Doubling data parallelism (DP2→DP4) is the throughput lever; PP2 is the only way to free GPUs for DP4
given the layer-count and EP constraints. TP must stay 8 (sequence parallelism shards activations by TP).

## Stage 3 — long context (variable length) & context parallelism

**CP composes with EP** (not with DP-budget-for-EP as first assumed): in Megatron-Core the expert group is
formed over `TP·CP·DP`, so with `ETP=1`, **`EP` must divide `TP·CP·DP`** — adding CP does *not* force EP down.
This makes CP genuinely useful here. Single-sequence ceiling (one sequence alone in its microbatch):

| Config | world | single-seq ceiling | note |
|:--|:--|---:|:--|
| CP1 / PP4 / EP16 / DP2 | 8·4·1·2 | **~40–48k tok** | single 40 960 fits (peak 110 GB); 49 152 OOMs. Long contiguous seq footprint ≫ equal-token pack of short seqs, so single-seq ceiling < packed 64k. |
| **CP2 / PP4 / EP16 / DP1** | 8·4·2·1 | **~96k tok** | EP16 still valid (`EP \| TP·CP·DP = 16`); **single 98 304 FITS**, 131 072 OOMs. Keeps PP4's low weights (~38 GiB) and shards the seq 2×. Best long-context config. |
| CP4 / PP2 / EP32 / DP1 | 8·2·4·1 | <128k | *valid* (`EP32 \| 8·4·1=32`) and loads, but **131 072 OOMs**: dropping to PP2 to free GPUs for CP4 doubles weights (~76 GiB) and eats the budget CP frees — worse than PP4/CP2. |

So **CP roughly doubles the usable single-sequence length** (~40–48k → ~96k) via **PP4 + CP2**, at the cost of
collapsing DP to 1 (≈ half the data-parallel throughput). The 60k±30k distribution is then **mostly trainable**:
clamping at ~96k truncates only the ~10% upper tail (vs truncating ~half at CP1's ~40k clamp). The extreme
131k tail still OOMs (the LM-head logits / non-CP-sharded buffers don't shrink enough); CP4 doesn't fix it
because of the PP2 weight penalty.

### Throughput on a variable-length long-context distribution

The requested distribution was 256 samples ~ N(60k, 30k) tokens. Because the single-sequence
ceiling is ~40–48k (above), the distribution must be **truncated** to a value that fits as a single
microbatch; the 60k mean is not trainable per-sequence on 64 GPUs.

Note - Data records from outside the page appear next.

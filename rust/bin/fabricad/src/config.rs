//! Server configuration file (`/etc/fabrica/<name>.toml`).

use std::path::{Path, PathBuf};

use serde::Deserialize;

use purchasing::PurchasingConfig;

/// Directory holding named server contexts.
pub const CONFIG_DIR: &str = "/etc/fabrica";

#[derive(Debug, Clone, Deserialize)]
pub struct ServerConfig {
    pub root: RootConfig,
    pub jwt: JwtConfig,
    pub storage: StorageConfig,
    #[serde(default)]
    pub purchasing: PurchasingConfig,
    #[serde(default)]
    pub watchdog: WatchdogSection,
}

#[derive(Debug, Clone, Deserialize)]
pub struct RootConfig {
    /// argon2id PHC string of the root password.
    #[serde(default)]
    pub password_hash: String,
}

#[derive(Debug, Clone, Deserialize)]
pub struct JwtConfig {
    #[serde(default)]
    pub secret: String,
    #[serde(default = "default_expire_secs")]
    pub expire_secs: u64,
}

#[derive(Debug, Clone, Deserialize)]
pub struct StorageConfig {
    #[serde(default)]
    pub data_dir: String,
}

#[derive(Debug, Clone, Deserialize)]
pub struct WatchdogSection {
    #[serde(default = "default_permit_expiry_interval")]
    pub permit_expiry_interval_secs: u64,
}

impl Default for WatchdogSection {
    fn default() -> Self {
        Self {
            permit_expiry_interval_secs: default_permit_expiry_interval(),
        }
    }
}

fn default_expire_secs() -> u64 {
    86400
}

fn default_permit_expiry_interval() -> u64 {
    60
}

impl ServerConfig {
    /// Resolve `-c` to a file: a path if it looks like one, otherwise a
    /// context name under [`CONFIG_DIR`].
    pub fn resolve_path(arg: &str) -> PathBuf {
        if arg.contains('/') || arg.ends_with(".toml") {
            PathBuf::from(arg)
        } else {
            Path::new(CONFIG_DIR).join(format!("{arg}.toml"))
        }
    }

    pub fn load(path: &Path) -> anyhow::Result<Self> {
        let content = std::fs::read_to_string(path)
            .map_err(|e| anyhow::anyhow!("cannot read {}: {}", path.display(), e))?;
        let config: ServerConfig = toml::from_str(&content)?;
        Ok(config)
    }
}

#[cfg(test)]
mod tests {
    use super::*;

    #[test]
    fn resolve_context_name_and_path() {
        assert_eq!(
            ServerConfig::resolve_path("plant-1"),
            PathBuf::from("/etc/fabrica/plant-1.toml")
        );
        assert_eq!(ServerConfig::resolve_path("./dev.toml"), PathBuf::from("./dev.toml"));
        assert_eq!(ServerConfig::resolve_path("dev.toml"), PathBuf::from("dev.toml"));
    }

    #[test]
    fn load_with_defaults() {
        let dir = tempfile::tempdir().unwrap();
        let path = dir.path().join("dev.toml");
        std::fs::write(
            &path,
            r#"
[root]
password_hash = "$argon2id$v=19$m=19456,t=2,p=1$c2FsdHNhbHQ$aGFzaA"

[jwt]
secret = "dev-secret"

[storage]
data_dir = "/tmp/fabrica"

[purchasing]
high_value_threshold_cents = 250000
"#,
        )
        .unwrap();

        let config = ServerConfig::load(&path).unwrap();
        assert_eq!(config.jwt.expire_secs, 86400);
        assert_eq!(config.storage.data_dir, "/tmp/fabrica");
        assert_eq!(config.purchasing.high_value_threshold_cents, 250_000);
        assert_eq!(config.watchdog.permit_expiry_interval_secs, 60);
    }

    #[test]
    fn missing_file_is_an_error() {
        assert!(ServerConfig::load(Path::new("/nonexistent/fabrica.toml")).is_err());
    }
}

Measured on PP4/EP16/DP2 with
sequences ~ N(60k, 30k) **clamped to [1k, 40 960]** (realized mean ~39k, max 40 960), MTPM=40 960:

| Config | distribution (realized) | MTPM | step time | **throughput** | peak |
|:--|:--|---:|---:|---:|---:|
| TP8/PP4/EP16/DP2 | 64 varlen seqs, mean ~39k, max 40 960 | 40 960 | 207 s | **~12 070 tok/s** | 112.9 GB |

(Throughput is per-token and count-independent; 64 samples used for tractable wall-clock. Earlier
256-sample runs confirmed the packing/fit behaviour and the OOM on sequences >~48k.)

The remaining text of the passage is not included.